Text Extraction

phpdftk extracts text from PDF content streams by interpreting text operators and resolving font encodings to Unicode.

How it works

The text extractor processes content stream operators (BT, ET, Tf, Td, Tj, TJ, etc.) and converts character codes to Unicode using:

ToUnicode CMap (if present on the font) — most reliable
Encoding + Differences (custom encoding vectors)
WinAnsi + Adobe Glyph List fallback for standard fonts

Text positioning operators are used to infer spaces and line breaks.

Form XObjects

The extractor handles the Do operator to recurse into Form XObjects — text inside stamped content, form field appearances, and embedded XObjects is extracted automatically.
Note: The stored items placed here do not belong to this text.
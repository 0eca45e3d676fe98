//! Lifecycle management subsystem.
//!
//! # Data Flow
//! ```text
//! Signals (signals.rs):
//!     SIGINT/SIGTERM → Shutdown::trigger
//!
//! Shutdown (shutdown.rs):
//!     trigger → every host monitor stops → probe connections closed → exit
//! ```

pub mod shutdown;
pub mod signals;

pub use shutdown::Shutdown;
Nested Form XObjects are supported up to 10 levels deep, with font state properly saved/restored across XObject boundaries.

Via PdfReader

use Phpdftk\Pdf\Reader\PdfReader;

$pdf = PdfReader::fromFile('document.pdf');

// Single page (0-based index)
$text = $pdf->extractText(0);

// All pages
$allText = $pdf->extractAllText("\n\n");

Via TextExtractor (Toolkit)

The toolkit’s TextExtractor adds search and per-page access with 1-based page numbers:

use Phpdftk\Pdf\Toolkit\TextExtractor;

$extractor = TextExtractor::open('document.pdf');

// Single page (1-based)
$text = $extractor->page(1);

// All pages
$allText = $extractor->allPages();

// Per-page map
$pages = $extractor->perPage();
// => [1 => "page 1 text", 2 => "page 2 text", ...]

Searching

// Literal string search
$results = $extractor->search('contract');
echo $results->count() . " matches\n";

foreach ($results as $match) {
    echo "Page {$match->pageNumber}, offset {$match->offset}: {$match->text}\n";
}

// First match only
$first = $extractor->search('signature')->first();

// Regex search
$results = $extractor->searchPattern('/\$[\d,]+\.\d{2}/');

// Quick contains check
if ($extractor->contains('confidential')) {
    echo "Document contains sensitive content\n";
}

Search results

TextSearchResults implements IteratorAggregate and Countable:

$results = $extractor->search('term');

$results->count();   // number of matches
$results->all();     // list<TextMatch>
$results->first();   // ?TextMatch (null if no matches)

foreach ($results as $match) {
    $match->pageNumber;  // 1-based
    $match->text;        // matched text
    $match->offset;      // character offset within page text
}